Guides in this section
| Guide | What you'll build | Difficulty |
|---|---|---|
| Linear Workflow | The simplest possible StateGraph — three nodes connected in sequence | Beginner |
| Conditional Routing | A graph that inspects state and chooses which node to visit next | Beginner |
| Fan-Out / Fan-In | Parallel nodes that run simultaneously and merge results | Intermediate |
| Subgraph Composition | Reusable compiled subgraphs embedded as nodes in a parent graph | Intermediate |
| Checkpointing and Resumable Workflows | SQLiteCheckpointer for crash recovery and mid-run state inspection | Intermediate |
| Human-in-the-Loop | GraphInterrupt pauses execution; resume() continues with human input | Intermediate |
| Graph Error Recovery | try/except in nodes, retry edges, fallback nodes, error state tracking | Intermediate |
| Visualizing Graphs with Mermaid | get_mermaid(), GraphVisualizer, and PNG export | Beginner |
The graph execution model
Every StateGraph is parameterized on a state type — a plain dataclass whose fields accumulate results as execution moves through nodes.
initial_state
│
▼
[node A] ──── edge ────▶ [node B] ──── edge ────▶ [node C]
│
END
Each node is a sync or async callable with the signature (state: S) -> S. Nodes receive the current state, do their work, mutate it, and return it.
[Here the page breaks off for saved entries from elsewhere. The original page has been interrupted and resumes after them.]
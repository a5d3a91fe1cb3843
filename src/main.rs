//! Astrai - conversational neural core and daily signal feed
//!
//! Main entry point for the Astrai command-line client.

use anyhow::Result;

use tracing_subscriber::{layer::SubscriberExt, util::SubscriberInitExt, EnvFilter};

use astrai::cli::{Cli, Commands};
use astrai::commands;
use astrai::config::Config;

#[tokio::main]
async fn main() -> Result<()> {
    // Parse command line arguments
    let cli = Cli::parse_args();

    // Initialize tracing
    init_tracing(cli.verbose);

    // Load configuration
    let config_path = cli.config.as_deref().unwrap_or("config/config.yaml");
    let config = Config::load(config_path, &cli)?;

    // Validate configuration
    config.validate()?;
    tracing::debug!(locale = %config.locale, "Configuration loaded");

    match cli.command {
        Commands::Chat => {
            tracing::info!("Starting interactive chat mode");
            commands::chat::run_chat(config).await?;
        }
        Commands::Daily => {
            tracing::info!("Loading daily signals");
            commands::content::run_daily(config).await?;
        }
        Commands::Insight => {
            tracing::info!("Loading deep insight");
            commands::content::run_insight(config).await?;
        }
        Commands::Read { post_id } => {
            tracing::info!("Reading post {}", post_id);
            commands::content::run_read(config, &post_id).await?;
        }
    }
    Ok(())
}

/// Initialize tracing subscriber with environment filter
///
/// Logs go to stderr so they do not interleave with chat output.
fn init_tracing(verbose: bool) {
    let default_filter = if verbose { "astrai=debug" } else { "astrai=info" };
    let env_filter =
        EnvFilter::try_from_default_env().unwrap_or_else(|_| EnvFilter::new(default_filter));

    tracing_subscriber::registry()
        .with(env_filter)
        .with(tracing_subscriber::fmt::layer().with_writer(std::io::stderr))
        .init();
}
//! Configuration management for Astrai
//!
//! This module handles loading, parsing, validating, and managing
//! configuration from files, environment variables, and CLI overrides.

use crate::content::Locale;
use crate::error::{AstraiError, Result};
use crate::resilience::RetryPolicy;
use serde::{Deserialize, Serialize};
use std::path::{Path, PathBuf};

/// Main configuration structure for Astrai
#[derive(Debug, Clone, Serialize, Deserialize, Default)]
pub struct Config {
    /// Model gateway settings
    #[serde(default)]
    pub gateway: GatewayConfig,

    /// Conversation settings
    #[serde(default)]
    pub chat: ChatConfig,

    /// Daily content pipeline settings
    #[serde(default)]
    pub content: ContentConfig,

    /// Persistent store settings
    #[serde(default)]
    pub storage: StorageConfig,

    /// Display language for prompts and generated content
    #[serde(default)]
    pub locale: Locale,
}

/// Gemini gateway configuration
#[derive(Clone, Serialize, Deserialize)]
pub struct GatewayConfig {
    /// API key; usually supplied through the environment
    #[serde(default)]
    pub api_key: Option<String>,

    /// Base URL of the generative language API (overridable for tests)
    #[serde(default = "default_api_base")]
    pub api_base: String,

    /// Optional per-request timeout; no timeout when unset
    #[serde(default)]
    pub request_timeout_seconds: Option<u64>,
}

fn default_api_base() -> String {
    "https://generativelanguage.googleapis.com".to_string()
}

impl Default for GatewayConfig {
    fn default() -> Self {
        Self {
            api_key: None,
            api_base: default_api_base(),
            request_timeout_seconds: None,
        }
    }
}

impl std::fmt::Debug for GatewayConfig {
    fn fmt(&self, f: &mut std::fmt::Formatter<'_>) -> std::fmt::Result {
        f.debug_struct("GatewayConfig")
            .field("api_key", &self.api_key.as_ref().map(|_| "<redacted>"))
            .field("api_base", &self.api_base)
            .field("request_timeout_seconds", &self.request_timeout_seconds)
            .finish()
    }
}

/// Conversation configuration
#[derive(Debug, Clone, Serialize, Deserialize, PartialEq, Eq)]
pub struct ChatConfig {
    /// Model used for conversational rounds
    #[serde(default = "default_chat_model")]
    pub model: String,

    /// How long the tool indicator stays lit after a turn
    #[serde(default = "default_tool_cooldown_ms")]
    pub tool_cooldown_ms: u64,

    /// Delay before a navigation request is applied
    #[serde(default = "default_navigation_delay_ms")]
    pub navigation_delay_ms: u64,
}

fn default_chat_model() -> String {
    "gemini-3-flash-preview".to_string()
}

fn default_tool_cooldown_ms() -> u64 {
    2000
}

fn default_navigation_delay_ms() -> u64 {
    1500
}

impl Default for ChatConfig {
    fn default() -> Self {
        Self {
            model: default_chat_model(),
            tool_cooldown_ms: default_tool_cooldown_ms(),
            navigation_delay_ms: default_navigation_delay_ms(),
        }
    }
}

/// Daily content configuration
#[derive(Debug, Clone, Serialize, Deserialize, PartialEq, Eq)]
pub struct ContentConfig {
    /// Prefix of every cache key
    #[serde(default = "default_namespace")]
    pub namespace: String,

    /// Model used for the search-grounded daily briefing
    #[serde(default = "default_news_model")]
    pub news_model: String,

    /// Model used to expand a post into a full article
    #[serde(default = "default_article_model")]
    pub article_model: String,

    /// Model used for the deep insight
    #[serde(default = "default_insight_model")]
    pub insight_model: String,

    /// Model tried once when the insight model reports a transport failure
    #[serde(default = "default_insight_fallback_model")]
    pub insight_fallback_model: String,

    /// Retry policy for transient gateway failures
    #[serde(default)]
    pub retry: RetryPolicy,
}

fn default_namespace() -> String {
    "astrai_daily_news".to_string()
}

fn default_news_model() -> String {
    "gemini-2.5-flash".to_string()
}

fn default_article_model() -> String {
    "gemini-2.5-flash".to_string()
}

fn default_insight_model() -> String {
    "gemini-2.5-pro".to_string()
}

fn default_insight_fallback_model() -> String {
    "gemini-2.5-flash".to_string()
}

impl Default for ContentConfig {
    fn default() -> Self {
        Self {
            namespace: default_namespace(),
            news_model: default_news_model(),
            article_model: default_article_model(),
            insight_model: default_insight_model(),
            insight_fallback_model: default_insight_fallback_model(),
            retry: RetryPolicy::default(),
        }
    }
}

/// Storage configuration
#[derive(Debug, Clone, Serialize, Deserialize, Default, PartialEq, Eq)]
pub struct StorageConfig {
    /// Directory of the sled database; platform data dir when unset
    #[serde(default)]
    pub path: Option<PathBuf>,
}

impl StorageConfig {
    /// Resolve the database directory
    ///
    /// # Errors
    ///
    /// Returns error if no path is configured and the platform has no
    /// data directory
    pub fn resolve_path(&self) -> Result<PathBuf> {
        if let Some(path) = &self.path {
            return Ok(path.clone());
        }
        directories::ProjectDirs::from("tech", "astrai", "astrai")
            .map(|dirs| dirs.data_dir().join("content.sled"))
            .ok_or_else(|| {
                AstraiError::Config("Could not determine a data directory".to_string()).into()
            })
    }
}

impl Config {
    /// Load configuration from file with environment and CLI overrides
    ///
    /// A missing file is not an error; defaults are used instead.
    ///
    /// # Errors
    ///
    /// Returns error if the file exists but cannot be read or parsed
    pub fn load(path: &str, cli: &crate::cli::Cli) -> Result<Self> {
        let mut config = if Path::new(path).exists() {
            Self::from_file(path)?
        } else {
            tracing::warn!("Config file not found at {}, using defaults", path);
            Self::default()
        };

        config.apply_env_vars();
        config.apply_cli_overrides(cli);

        Ok(config)
    }

    fn from_file(path: &str) -> Result<Self> {
        let contents = std::fs::read_to_string(path)
            .map_err(|e| AstraiError::Config(format!("Failed to read config file: {}", e)))?;
        serde_yaml::from_str(&contents)
            .map_err(|e| AstraiError::Config(format!("Failed to parse config: {}", e)).into())
    }

    fn apply_env_vars(&mut self) {
        let key = ["ASTRAI_API_KEY", "GEMINI_API_KEY", "API_KEY"]
            .iter()
            .find_map(|name| {
                std::env::var(name)
                    .ok()
                    .filter(|v| !v.trim().is_empty())
                    .map(|v| (*name, v))
            });
        if let Some((name, value)) = key {
            self.gateway.api_key = Some(value);
            tracing::debug!("Env override: gateway.api_key from {}", name);
        }

        if let Ok(api_base) = std::env::var("ASTRAI_API_BASE") {
            self.gateway.api_base = api_base;
        }

        if let Ok(timeout) = std::env::var("ASTRAI_REQUEST_TIMEOUT_SECONDS") {
            if let Ok(value) = timeout.parse() {
                self.gateway.request_timeout_seconds = Some(value);
            } else {
                tracing::warn!("Invalid ASTRAI_REQUEST_TIMEOUT_SECONDS: {}", timeout);
            }
        }

        if let Ok(model) = std::env::var("ASTRAI_CHAT_MODEL") {
            self.chat.model = model;
        }

        if let Ok(model) = std::env::var("ASTRAI_NEWS_MODEL") {
            self.content.news_model = model;
        }

        if let Ok(model) = std::env::var("ASTRAI_INSIGHT_MODEL") {
            self.content.insight_model = model;
        }

        if let Ok(retries) = std::env::var("ASTRAI_MAX_RETRIES") {
            if let Ok(value) = retries.parse() {
                self.content.retry.max_retries = value;
            } else {
                tracing::warn!("Invalid ASTRAI_MAX_RETRIES: {}", retries);
            }
        }

        if let Ok(path) = std::env::var("ASTRAI_STORAGE_PATH") {
            self.storage.path = Some(PathBuf::from(path));
        }

        if let Ok(locale) = std::env::var("ASTRAI_LOCALE") {
            match locale.parse() {
                Ok(value) => self.locale = value,
                Err(_) => tracing::warn!("Invalid ASTRAI_LOCALE: {}", locale),
            }
        }
    }

    fn apply_cli_overrides(&mut self, cli: &crate::cli::Cli) {
        if cli.verbose {
            tracing::debug!("Verbose mode enabled");
        }

        if let Some(locale) = &cli.locale {
            match locale.parse() {
                Ok(value) => self.locale = value,
                Err(_) => tracing::warn!("Ignoring unknown --locale {}", locale),
            }
        }

        if let Some(path) = &cli.storage_path {
            self.storage.path = Some(path.clone());
        }
    }

    /// Validate the configuration
    ///
    /// The API key is not checked here; a missing key surfaces as
    /// missing credentials when the gateway is built.
    ///
    /// # Errors
    ///
    /// Returns error if any validation check fails
    pub fn validate(&self) -> Result<()> {
        if url::Url::parse(&self.gateway.api_base).is_err() {
            return Err(AstraiError::Config(format!(
                "gateway.api_base is not a valid URL: {}",
                self.gateway.api_base
            ))
            .into());
        }

        if self.gateway.request_timeout_seconds == Some(0) {
            return Err(AstraiError::Config(
                "gateway.request_timeout_seconds must be greater than 0".to_string(),
            )
            .into());
        }

        let models = [
            ("chat.model", &self.chat.model),
            ("content.news_model", &self.content.news_model),
            ("content.article_model", &self.content.article_model),
            ("content.insight_model", &self.content.insight_model),
            (
                "content.insight_fallback_model",
                &self.content.insight_fallback_model,
            ),
        ];
        for (field, value) in models {
            if value.trim().is_empty() {
                return Err(AstraiError::Config(format!("{} cannot be empty", field)).into());
            }
        }

        if self.content.namespace.trim().is_empty() {
            return Err(
                AstraiError::Config("content.namespace cannot be empty".to_string()).into(),
            );
        }

        if self.content.retry.max_retries > 10 {
            return Err(AstraiError::Config(
                "content.retry.max_retries must be less than or equal to 10".to_string(),
            )
            .into());
        }

        Ok(())
    }
}
#[cfg(test)]
mod tests {
    use super::*;
    use crate::providers::ModelReply;
    use crate::test_utils::ScriptedGateway;
    use serde_json::{json, Map};

    fn config() -> ChatConfig {
        ChatConfig {
            tool_cooldown_ms: 0,
            navigation_delay_ms: 0,
            ..ChatConfig::default()
        }
    }

    fn session(gateway: Arc<ScriptedGateway>) -> ConversationSession {
        ConversationSession::new(
            gateway,
            Arc::new(ToolRegistry::with_defaults(Duration::ZERO)),
            config(),
            Locale::En,
        )
    }

    fn call(id: &str, name: &str, args: serde_json::Value) -> ToolCall {
        let args = match args {
            serde_json::Value::Object(map) => map,
            _ => Map::new(),
        };
        ToolCall::new(id, name, args)
    }

    #[tokio::test]
    async fn test_plain_reply_appends_model_message() {
        let gateway = Arc::new(ScriptedGateway::new());
        gateway.push_converse(Ok(ModelReply::text("Greetings, biological.")));
        let session = session(gateway.clone());

        let outcome = session.send("hello").await;
        match outcome {
            SendOutcome::Replied(msg) => {
                assert_eq!(msg.text, "Greetings, biological.");
                assert!(msg.widget.is_none());
            }
            other => panic!("unexpected outcome {:?}", other),
        }
        assert_eq!(session.history().len(), 3);
        assert_eq!(session.state(), SessionState::Idle);
    }

    #[tokio::test]
    async fn test_greeting_is_not_replayed() {
        let gateway = Arc::new(ScriptedGateway::new());
        gateway.push_converse(Ok(ModelReply::text("ok")));
        let session = session(gateway.clone());
        session.send("hello").await;

        let request = &gateway.converse_requests()[0];
        assert_eq!(request.turns, vec![Turn::User("hello".to_string())]);
        assert_eq!(request.tools.len(), 4);
        assert!(request.system_prompt.contains("Astrai"));
    }

    #[tokio::test]
    async fn test_blank_input_is_ignored() {
        let gateway = Arc::new(ScriptedGateway::new());
        let session = session(gateway.clone());
        assert_eq!(session.send("   ").await, SendOutcome::Ignored);
        assert_eq!(session.history().len(), 1);
        assert!(gateway.converse_requests().is_empty());
    }

    #[tokio::test]
    async fn test_empty_plain_reply_uses_fallback() {
        let gateway = Arc::new(ScriptedGateway::new());
        gateway.push_converse(Ok(ModelReply::default()));
        let session = session(gateway);
        match session.send("hello").await {
            SendOutcome::Replied(msg) => assert_eq!(msg.text, EMPTY_REPLY_FALLBACK),
            other => panic!("unexpected outcome {:?}", other),
        }
    }

    #[tokio::test]
    async fn test_tool_round_trip_answers_every_call() {
        let gateway = Arc::new(ScriptedGateway::new());
        gateway.push_converse(Ok(ModelReply::tool_calls(vec![
            call("c1", "get_system_status", json!({})),
            call("c2", "no_such_tool", json!({"x": 1})),
            call("c3", "query_product_database", json!({"product_id": "loom", "query_type": "status"})),
        ])));
        gateway.push_converse(Ok(ModelReply::text("All nodes nominal.")));
        let session = session(gateway.clone());

        let outcome = session.send("status").await;
        let reply = match outcome {
            SendOutcome::Replied(msg) => msg,
            other => panic!("unexpected outcome {:?}", other),
        };

        let requests = gateway.converse_requests();
        assert_eq!(requests.len(), 2);
        let follow_up = &requests[1];
        assert_eq!(follow_up.tool_call_ids(), vec!["c1", "c2", "c3"]);
        assert_eq!(follow_up.tool_result_ids(), vec!["c1", "c2", "c3"]);

        assert_eq!(reply.text, "All nodes nominal.");
        assert_eq!(reply.widget.as_ref().map(Widget::kind), Some("status"));
        assert_eq!(session.state(), SessionState::Idle);
    }

    #[tokio::test]
    async fn test_error_tool_output_does_not_set_widget() {
        let gateway = Arc::new(ScriptedGateway::new());
        gateway.push_converse(Ok(ModelReply::tool_calls(vec![
            call("c1", "query_product_database", json!({"product_id": "toaster", "query_type": "status"})),
            call("c2", "navigate_to", json!({"page": "blog"})),
        ])));
        gateway.push_converse(Ok(ModelReply::default()));
        let session = session(gateway);

        match session.send("show me the toaster").await {
            SendOutcome::Replied(msg) => {
                assert_eq!(msg.text, TOOL_REPLY_FALLBACK);
                assert_eq!(msg.widget.as_ref().map(Widget::kind), Some("navigation"));
            }
            other => panic!("unexpected outcome {:?}", other),
        }
    }

    #[tokio::test]
    async fn test_tool_turns_are_not_kept_in_history() {
        let gateway = Arc::new(ScriptedGateway::new());
        gateway.push_converse(Ok(ModelReply::tool_calls(vec![call(
            "c1",
            "get_system_status",
            json!({}),
        )])));
        gateway.push_converse(Ok(ModelReply::text("stable")));
        gateway.push_converse(Ok(ModelReply::text("again")));
        let session = session(gateway.clone());

        session.send("status").await;
        session.send("and now?").await;

        let third = &gateway.converse_requests()[2];
        assert_eq!(
            third.turns,
            vec![
                Turn::User("status".to_string()),
                Turn::Model("stable".to_string()),
                Turn::User("and now?".to_string()),
            ]
        );
    }

    #[tokio::test]
    async fn test_gateway_error_appends_transient_notice() {
        let gateway = Arc::new(ScriptedGateway::new());
        gateway.push_converse(Err(crate::error::AstraiError::Gateway(
            "Rpc transport failure".to_string(),
        )
        .into()));
        gateway.push_converse(Ok(ModelReply::text("back online")));
        let session = session(gateway.clone());

        match session.send("hello").await {
            SendOutcome::Failed(msg) => {
                assert_eq!(msg.text, CONNECTION_SEVERED);
                assert!(msg.transient);
            }
            other => panic!("unexpected outcome {:?}", other),
        }
        assert_eq!(session.state(), SessionState::Idle);

        session.send("retry").await;
        let second = &gateway.converse_requests()[1];
        assert_eq!(
            second.turns,
            vec![
                Turn::User("hello".to_string()),
                Turn::User("retry".to_string()),
            ]
        );
    }

    #[tokio::test]
    async fn test_second_round_failure_is_reported() {
        let gateway = Arc::new(ScriptedGateway::new());
        gateway.push_converse(Ok(ModelReply::tool_calls(vec![call(
            "c1",
            "get_system_status",
            json!({}),
        )])));
        let session = session(gateway);
        assert!(matches!(session.send("status").await, SendOutcome::Failed(_)));
        assert_eq!(session.state(), SessionState::Idle);
    }

    #[tokio::test]
    async fn test_tool_indicator_resets_after_cooldown() {
        let gateway = Arc::new(ScriptedGateway::new());
        gateway.push_converse(Ok(ModelReply::tool_calls(vec![call(
            "c1",
            "get_system_status",
            json!({}),
        )])));
        gateway.push_converse(Ok(ModelReply::text("ok")));
        let session = session(gateway);

        session.send("status").await;
        tokio::time::sleep(Duration::from_millis(20)).await;
        assert!(!session.is_tool_active());
    }

    /// Answers tool calls, then holds the fourth round until released
    #[derive(Default)]
    struct HeldSecondTurn {
        rounds: std::sync::atomic::AtomicUsize,
        release: tokio::sync::Notify,
    }

    #[async_trait::async_trait]
    impl ModelGateway for HeldSecondTurn {
        async fn converse(&self, _request: &ConverseRequest) -> crate::error::Result<ModelReply> {
            match self.rounds.fetch_add(1, Ordering::SeqCst) {
                0 | 2 => Ok(ModelReply::tool_calls(vec![call(
                    "c1",
                    "get_system_status",
                    json!({}),
                )])),
                1 => Ok(ModelReply::text("first")),
                _ => {
                    self.release.notified().await;
                    Ok(ModelReply::text("second"))
                }
            }
        }

        async fn generate(&self, _request: &crate::providers::GenerateRequest) -> crate::error::Result<String> {
            Ok(String::new())
        }
    }

    #[tokio::test]
    async fn test_stale_cooldown_does_not_clear_later_turn() {
        let gateway = Arc::new(HeldSecondTurn::default());
        let config = ChatConfig {
            tool_cooldown_ms: 50,
            ..config()
        };
        let session = Arc::new(ConversationSession::new(
            gateway.clone(),
            Arc::new(ToolRegistry::with_defaults(Duration::ZERO)),
            config,
            Locale::En,
        ));

        session.send("status").await;
        let second = {
            let session = Arc::clone(&session);
            tokio::spawn(async move { session.send("status again").await })
        };
        while gateway.rounds.load(Ordering::SeqCst) < 4 {
            tokio::task::yield_now().await;
        }

        // The first turn's cool-down elapses while the second turn is mid-flight
        tokio::time::sleep(Duration::from_millis(150)).await;
        assert!(session.is_tool_active());

        gateway.release.notify_one();
        assert!(matches!(second.await.unwrap(), SendOutcome::Replied(_)));
        tokio::time::sleep(Duration::from_millis(150)).await;
        assert!(!session.is_tool_active());
    }

    #[tokio::test]
    async fn test_navigation_is_dispatched_to_ui() {
        let gateway = Arc::new(ScriptedGateway::new());
        gateway.push_converse(Ok(ModelReply::tool_calls(vec![call(
            "c1",
            "navigate_to",
            json!({"page": "evolution"}),
        )])));
        gateway.push_converse(Ok(ModelReply::text("Redirecting.")));
        let (tx, mut rx) = tokio::sync::mpsc::unbounded_channel();
        let session = session(gateway).with_ui_channel(tx);

        session.send("take me to the logs").await;
        let command = tokio::time::timeout(Duration::from_secs(1), rx.recv())
            .await
            .unwrap();
        assert_eq!(
            command,
            Some(UiCommand::Navigate {
                path: "/evolution".to_string()
            })
        );
    }
}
The graph calls nodes in the order determined by edges and routing functions.
Key primitives
| API | Purpose |
|---|---|
StateGraph(StateType) | Create a new graph |
graph.add_node(name, fn) | Register a node |
graph.add_edge(a, b) | Unconditional edge from node a to node b |
graph.add_conditional_edges(a, router, map) | Edge that calls router(state) to pick the next node |
graph.add_parallel_edges(a, [b, c]) | Fan-out: run b and c concurrently after a |
graph.add_join_edge([b, c], d) | Fan-in: continue to d after both b and c finish |
graph.set_entry_point(name) | First node to execute |
graph.compile() | Validate the graph and return a CompiledGraph |
compiled.arun(state) | Execute asynchronously |
compiled.resume(run_id, updates) | Resume a paused graph |
compiled.get_mermaid() | Return a Mermaid diagram string |
Installation
pip install synapsekit[openai,graph]
The graph extra adds the graph engine and optional SQLite checkpointing support.